Despite Wolfowitz’s claim to be acting in the interests of stronger “cooperation, coordination and integration” and streamlining management, his move has created uproar amongst civil society and Bank staff. In order to “preserve the independence and high quality work necessary for our development projects” Wolfowitz says he will create a new position to be filled by a “world class environmental expert” and move the current ESSD environmental and social safeguards team to the Operations Policy and Country Services VPU. However, surrendering the structural independence of a department dealing with the environmental and social dimensions of development- including indigenous peoples, resettlement, biodiversity- and merging it with a body working on infrastructure such as roads, ports, hydro-electric dams and oil pipelines is hardly an indication that the Bank is serious about protecting ecosystems and livelihoods.
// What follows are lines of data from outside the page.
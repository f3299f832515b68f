//! Core operations.
//!
//! This module contains the business logic for unitgen commands,
//! separated from CLI argument parsing and output rendering.

pub mod check;
pub mod generate;

pub use check::check;
pub use generate::{GenerateOptions, generate};
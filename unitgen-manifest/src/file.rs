use std::path::{Path, PathBuf};

use crate::{Config, Error, Result, parse_config};

/// A unitgen.toml file with both raw content and parsed config.
#[derive(Debug)]
pub struct UnitgenToml {
    path: PathBuf,
    content: String,
    config: Config,
}

/// Config paths resolved against the directory holding unitgen.toml.
#[derive(Debug, Clone, PartialEq, Eq)]
pub struct ResolvedPaths {
    pub project_base: PathBuf,
    pub generated: PathBuf,
    pub persistent: Option<PathBuf>,
    pub resources: PathBuf,
}

impl UnitgenToml {
    /// Open and parse a unitgen.toml file.
    pub fn open(path: impl AsRef<Path>) -> Result<Self> {
        let path = path.as_ref().to_path_buf();
        let content = std::fs::read_to_string(&path).map_err(|e| Error::io(&path, e))?;
        let config = parse_config(&content, &path.display().to_string())?;

        Ok(Self {
            path,
            content,
            config,
        })
    }

    /// Get the file path.
    pub fn path(&self) -> &Path {
        &self.path
    }

    /// Get the raw content.
    pub fn content(&self) -> &str {
        &self.content
    }

    /// Get the parsed config.
    pub fn config(&self) -> &Config {
        &self.config
    }

    /// Directory relative paths in the config are resolved against.
    pub fn dir(&self) -> &Path {
        match self.path.parent() {
            Some(parent) if !parent.as_os_str().is_empty() => parent,
            _ => Path::new("."),
        }
    }

    pub fn resolve(&self) -> ResolvedPaths {
        let dir = self.dir();
        let output = &self.config.output;
        ResolvedPaths {
            project_base: dir.join(&self.config.project.base_dir),
            generated: dir.join(&output.generated),
            persistent: output.persistent.as_ref().map(|p| dir.join(p)),
            resources: dir.join(&output.resources),
        }
    }
}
ESSD was established following some of the sharpest conflicts between the Bank and civil society organizations resulting from the subordination of environmental and social dimensions of development lending, as illustrated by such contentious projects as the Sardar Sarovar dam project in India, the Chixoy dam in Guatemala and the Bulyanhulu gold mine in Tanzania.
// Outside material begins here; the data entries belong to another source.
use unitgen_codegen::{GeneratorCapability, builder::CodeBuilder};
use unitgen_ir::{Property, TypeDescriptor, TypeKind};

use crate::{
    naming::{built_type_name, escape_identifier, getter_name, setter_name},
    unit,
};

/// Renders mutable builders, both for explicit builder types and for
/// interfaces that ask for one.
#[derive(Debug, Clone, Copy, Default)]
pub struct BuilderGenerator;

impl BuilderGenerator {
    fn target(ty: &TypeDescriptor) -> &str {
        match ty.kind {
            TypeKind::Builder => built_type_name(&ty.name),
            _ => ty.name.as_str(),
        }
    }

    fn accessors(b: CodeBuilder, builder: &str, p: &Property) -> CodeBuilder {
        let field = escape_identifier(&p.name);
        b.blank()
            .block_with_close(
                &format!("public {} {}() {{", p.type_name, getter_name(&p.name, &p.type_name)),
                "}",
                |b| b.line(&format!("return {field};")),
            )
            .blank()
            .block_with_close(
                &format!(
                    "public {builder} {}(final {} value) {{",
                    setter_name(&p.name),
                    p.type_name
                ),
                "}",
                |b| b.line(&format!("this.{field} = value;")).line("return this;"),
            )
    }

    /// `build()` returning an anonymous implementation of the interface,
    /// closed over a snapshot of the builder's fields.
    fn build_method(b: CodeBuilder, ty: &TypeDescriptor) -> CodeBuilder {
        let target = &ty.name;
        b.blank()
            .block_with_close(&format!("public {target} build() {{"), "}", |b| {
                b.each(&ty.properties, |b, p| {
                    let field = escape_identifier(&p.name);
                    b.line(&format!("final {} {field} = this.{field};", p.type_name))
                })
                .block_with_close(&format!("return new {target}() {{"), "};", |b| {
                    b.each(ty.properties.iter().enumerate(), |b, (i, p)| {
                        b.when(i > 0, CodeBuilder::blank)
                            .line("@Override")
                            .block_with_close(
                                &format!(
                                    "public {} {}() {{",
                                    p.type_name,
                                    getter_name(&p.name, &p.type_name)
                                ),
                                "}",
                                |b| b.line(&format!("return {};", escape_identifier(&p.name))),
                            )
                    })
                })
            })
    }
}

impl GeneratorCapability for BuilderGenerator {
    fn name(&self) -> &'static str {
        "builder"
    }

    fn is_acceptable(&self, ty: &TypeDescriptor) -> bool {
        match ty.kind {
            TypeKind::Builder => true,
            TypeKind::Interface => ty.builder,
            _ => false,
        }
    }

    fn generate(&self, ty: &TypeDescriptor) -> String {
        let builder = self.unit_name(ty);
        let target = Self::target(ty);

        unit(&ty.package_name, true)
            .javadoc(&format!("Builder for {target}."))
            .block_with_close(&format!("public class {builder} {{"), "}", |b| {
                b.each(&ty.properties, |b, p| {
                    b.line(&format!("private {} {};", p.type_name, escape_identifier(&p.name)))
                })
                .when(!ty.properties.is_empty(), CodeBuilder::blank)
                .block_with_close(&format!("public {builder}() {{"), "}", |b| b)
                .blank()
                .block_with_close(&format!("public {builder}(final {target} base) {{"), "}", |b| {
                    b.each(&ty.properties, |b, p| {
                        b.line(&format!(
                            "this.{} = base.{}();",
                            escape_identifier(&p.name),
                            getter_name(&p.name, &p.type_name)
                        ))
                    })
                })
                .each(&ty.properties, |b, p| Self::accessors(b, &builder, p))
                .when(ty.kind == TypeKind::Interface, |b| Self::build_method(b, ty))
            })
            .build()
    }

    fn unit_name(&self, ty: &TypeDescriptor) -> String {
        match ty.kind {
            TypeKind::Builder => ty.name.clone(),
            _ => format!("{}Builder", ty.name),
        }
    }
}

#[cfg(test)]
mod tests {
    use super::*;

    #[test]
    fn test_accepts_builders_and_opted_in_interfaces() {
        let generator = BuilderGenerator;
        assert!(generator.is_acceptable(&TypeDescriptor::new("a", "FooBuilder", TypeKind::Builder)));
        assert!(generator.is_acceptable(&TypeDescriptor::new("a", "Foo", TypeKind::Interface).with_builder()));
        assert!(!generator.is_acceptable(&TypeDescriptor::new("a", "Foo", TypeKind::Interface)));
        assert!(!generator.is_acceptable(&TypeDescriptor::union_builder("a", "FooBuilder")));
    }

    #[test]
    fn test_unit_names() {
        let generator = BuilderGenerator;
        let interface = TypeDescriptor::new("a", "Foo", TypeKind::Interface).with_builder();
        let builder = TypeDescriptor::new("a", "BarBuilder", TypeKind::Builder);
        assert_eq!(generator.unit_name(&interface), "FooBuilder");
        assert_eq!(generator.unit_name(&builder), "BarBuilder");
    }

    #[test]
    fn test_render_interface_builder() {
        let ty = TypeDescriptor::new("a.b", "Foo", TypeKind::Interface)
            .with_builder()
            .with_property(Property::new("name", "java.lang.String"))
            .with_property(Property::new("mtu", "int"));

        insta::assert_snapshot!(BuilderGenerator.generate(&ty), @r"
        // Generated by unitgen. Do not edit.
        package a.b;

        /** Builder for Foo. */
        public class FooBuilder {
            private java.lang.String name;
            private int mtu;

            public FooBuilder() {
            }

            public FooBuilder(final Foo base) {
                this.name = base.getName();
                this.mtu = base.getMtu();
            }

            public java.lang.String getName() {
                return name;
            }

            public FooBuilder setName(final java.lang.String value) {
                this.name = value;
                return this;
            }

            public int getMtu() {
                return mtu;
            }

            public FooBuilder setMtu(final int value) {
                this.mtu = value;
                return this;
            }

            public Foo build() {
                final java.lang.String name = this.name;
                final int mtu = this.mtu;
                return new Foo() {
                    @Override
                    public java.lang.String getName() {
                        return name;
                    }

                    @Override
                    public int getMtu() {
                        return mtu;
                    }
                };
            }
        }
        ");
    }

    #[test]
    fn test_builder_type_has_no_build_method() {
        let ty = TypeDescriptor::new("a.b", "BarBuilder", TypeKind::Builder)
            .with_property(Property::new("id", "long"));
        let source = BuilderGenerator.generate(&ty);

        assert!(source.contains("public BarBuilder(final Bar base) {"));
        assert!(source.contains("public BarBuilder setId(final long value) {"));
        assert!(!source.contains("build()"));
    }
}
his move to disband ESSD has created uproar amongst civil society and Bank staff
Despite its limitations, ESSD is the only tool there is for pushing the sustainability agenda within the Bank. Dismantling visible organisational leadership on the issue begs the question as to who will now take charge of Bank attempts to work on global environmental issues. Geoff Nettleton of UK NGO Indigenous Peoples Links stated “The proposed changes signal further subordination of social and environmental expertise and independence within the Bank, and undermine existing high-level channels for direct engagements with indigenous peoples and civil society organisations”.
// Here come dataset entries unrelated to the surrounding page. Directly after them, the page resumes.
use std::fs;

use unitgen_codegen::{
    CodeGenerator, FileEmitter, GeneratorConfig, ModuleAggregator,
    paths::{DEFAULT_BASE_PACKAGE, DEFAULT_SERVICE},
    testing::TestTree,
};
use unitgen_codegen_java::{FILE_EXTENSION, JavaModuleRenderer, LANGUAGE, capabilities};
use unitgen_ir::{BindingModel, Module, Property, SchemaContext, TypeDescriptor, TypeKind};

fn generator(tree: &TestTree) -> CodeGenerator {
    CodeGenerator::new(
        FileEmitter::new(capabilities(), FILE_EXTENSION),
        ModuleAggregator::new(
            JavaModuleRenderer::new(DEFAULT_BASE_PACKAGE, DEFAULT_SERVICE),
            FILE_EXTENSION,
            DEFAULT_BASE_PACKAGE,
            DEFAULT_SERVICE,
        ),
        GeneratorConfig {
            project_base: tree.root().to_path_buf(),
            language: LANGUAGE.to_string(),
            persistent_sources_dir: Some(tree.persistent().to_path_buf()),
            resource_base_dir: tree.resources().to_path_buf(),
        },
    )
}

fn model() -> BindingModel {
    BindingModel {
        context: SchemaContext::new(vec![
            Module::new("net", "urn:example:net")
                .with_revision("2024-01-15")
                .with_import("types"),
            Module::new("types", "urn:example:types"),
        ]),
        types: vec![
            TypeDescriptor::new("a.b", "Foo", TypeKind::Interface)
                .with_builder()
                .with_property(Property::new("name", "java.lang.String")),
            TypeDescriptor::union_builder("a.b", "AddressBuilder"),
            TypeDescriptor::new("a.c", "Color", TypeKind::Enumeration).with_value("red", 0),
        ],
        modules: None,
    }
}

fn services(tree: &TestTree) -> String {
    fs::read_to_string(tree.resources().join("META-INF/services").join(DEFAULT_SERVICE)).unwrap()
}

#[test]
fn generates_every_unit_and_the_registration() {
    let tree = TestTree::new();
    let outcome = generator(&tree)
        .generate_sources(&model(), tree.regenerated())
        .unwrap();

    let generated = tree.regenerated();
    assert!(generated.join("a/b/Foo.java").exists());
    assert!(generated.join("a/b/FooBuilder.java").exists());
    assert!(generated.join("a/c/Color.java").exists());
    assert!(tree.persistent().join("a/b/AddressBuilder.java").exists());
    assert!(!generated.join("a/b/AddressBuilder.java").exists());

    let net = generated.join("org/unitgen/gen/v1/urn/example/net/rev240115");
    assert!(net.join("$ModuleInfoImpl.java").exists());
    assert!(net.join("$ModelBindingProvider.java").exists());

    assert_eq!(
        services(&tree),
        "org.unitgen.gen.v1.urn.example.net.rev240115.$ModelBindingProvider\n\
         org.unitgen.gen.v1.urn.example.types.$ModelBindingProvider"
    );
    assert!(outcome.combined().is_clean());
}

#[test]
fn module_info_lists_imported_modules() {
    let tree = TestTree::new();
    generator(&tree)
        .generate_sources(&model(), tree.regenerated())
        .unwrap();

    let info = fs::read_to_string(
        tree.regenerated()
            .join("org/unitgen/gen/v1/urn/example/net/rev240115/$ModuleInfoImpl.java"),
    )
    .unwrap();
    assert!(info.contains(
        "java.util.List.of(\"org.unitgen.gen.v1.urn.example.types.$ModuleInfoImpl\")"
    ));
}

#[test]
fn hand_edited_union_builder_survives_regeneration() {
    let tree = TestTree::new();
    let generator = generator(&tree);
    generator
        .generate_sources(&model(), tree.regenerated())
        .unwrap();

    let stub = tree.persistent().join("a/b/AddressBuilder.java");
    fs::write(&stub, "// edited by hand\n").unwrap();

    let outcome = generator
        .generate_sources(&model(), tree.regenerated())
        .unwrap();

    assert_eq!(fs::read_to_string(&stub).unwrap(), "// edited by hand\n");
    assert_eq!(outcome.types.persisted, vec![stub]);
}

#[test]
fn stale_regenerated_unit_is_replaced() {
    let tree = TestTree::new();
    let stale = tree.regenerated().join("a/b/Foo.java");
    fs::create_dir_all(stale.parent().unwrap()).unwrap();
    fs::write(&stale, "stale").unwrap();
    let orphan = tree.regenerated().join("old/Gone.java");
    fs::create_dir_all(orphan.parent().unwrap()).unwrap();
    fs::write(&orphan, "orphan").unwrap();

    let outcome = generator(&tree)
        .generate_sources(&model(), tree.regenerated())
        .unwrap();

    assert!(fs::read_to_string(&stale).unwrap().contains("public interface Foo {"));
    assert!(!orphan.exists());
    assert!(outcome.types.conflicts.is_empty());
}

#[test]
fn module_info_unit_declared_as_type_conflicts() {
    let tree = TestTree::new();
    let model = BindingModel {
        context: SchemaContext::new(vec![Module::new("types", "urn:example:types")]),
        types: vec![TypeDescriptor::new(
            "org.unitgen.gen.v1.urn.example.types",
            "$ModuleInfoImpl",
            TypeKind::Interface,
        )],
        modules: None,
    };

    let outcome = generator(&tree)
        .generate_sources(&model, tree.regenerated())
        .unwrap();

    let info = tree
        .regenerated()
        .join("org/unitgen/gen/v1/urn/example/types/$ModuleInfoImpl.java");
    assert!(fs::read_to_string(&info).unwrap().contains("public interface $ModuleInfoImpl {"));
    assert_eq!(outcome.modules.emission.conflicts.len(), 1);
    assert!(outcome.modules.emission.conflicts[0].in_run);
    assert_eq!(
        services(&tree),
        "org.unitgen.gen.v1.urn.example.types.$ModelBindingProvider"
    );
}

#[test]
fn module_artifacts_are_rewritten_on_every_run() {
    let tree = TestTree::new();
    let generator = generator(&tree);
    generator
        .generate_sources(&model(), tree.regenerated())
        .unwrap();

    let info = tree
        .regenerated()
        .join("org/unitgen/gen/v1/urn/example/types/$ModuleInfoImpl.java");
    let original = fs::read_to_string(&info).unwrap();
    fs::write(&info, "tampered").unwrap();

    let outcome = generator
        .generate_sources(
            &BindingModel {
                types: Vec::new(),
                ..model()
            },
            tree.regenerated(),
        )
        .unwrap();
    assert!(outcome.modules.emission.is_clean());
    assert_eq!(fs::read_to_string(&info).unwrap(), original);
}

#[test]
fn selected_modules_limit_the_registration() {
    let tree = TestTree::new();
    let model = BindingModel {
        modules: Some(vec!["types".to_string()]),
        ..model()
    };
    generator(&tree)
        .generate_sources(&model, tree.regenerated())
        .unwrap();

    assert_eq!(
        services(&tree),
        "org.unitgen.gen.v1.urn.example.types.$ModelBindingProvider"
    );
}

#[test]
fn same_unit_name_in_one_package_writes_one_file() {
    let tree = TestTree::new();
    let model = BindingModel {
        types: vec![
            TypeDescriptor::new("a.b", "Foo", TypeKind::Interface),
            TypeDescriptor::new("a.b", "Foo", TypeKind::Enumeration).with_value("one", 1),
        ],
        ..model()
    };

    let outcome = generator(&tree)
        .generate_sources(&model, tree.regenerated())
        .unwrap();

    let foo = tree.regenerated().join("a/b/Foo.java");
    assert!(fs::read_to_string(&foo).unwrap().contains("public interface Foo {"));
    assert_eq!(outcome.types.written, vec![foo]);
    assert_eq!(outcome.types.conflicts.len(), 1);
    assert!(outcome.types.conflicts[0].in_run);
}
In a meeting with UK NGOs on Monday 26 June, the UK’s executive director to the World Bank, Tom Scholar said that preserving ESSD was “essential”, given the role it plays in protecting environmental and social interests, and stated that he had expressed concern to management about the rumoured axing of the department.
A town hall meeting for Bank staff is to be held on Wednesday 28 June in Washington D.C at 11.30 am to discuss “ideas and questions about implementation”.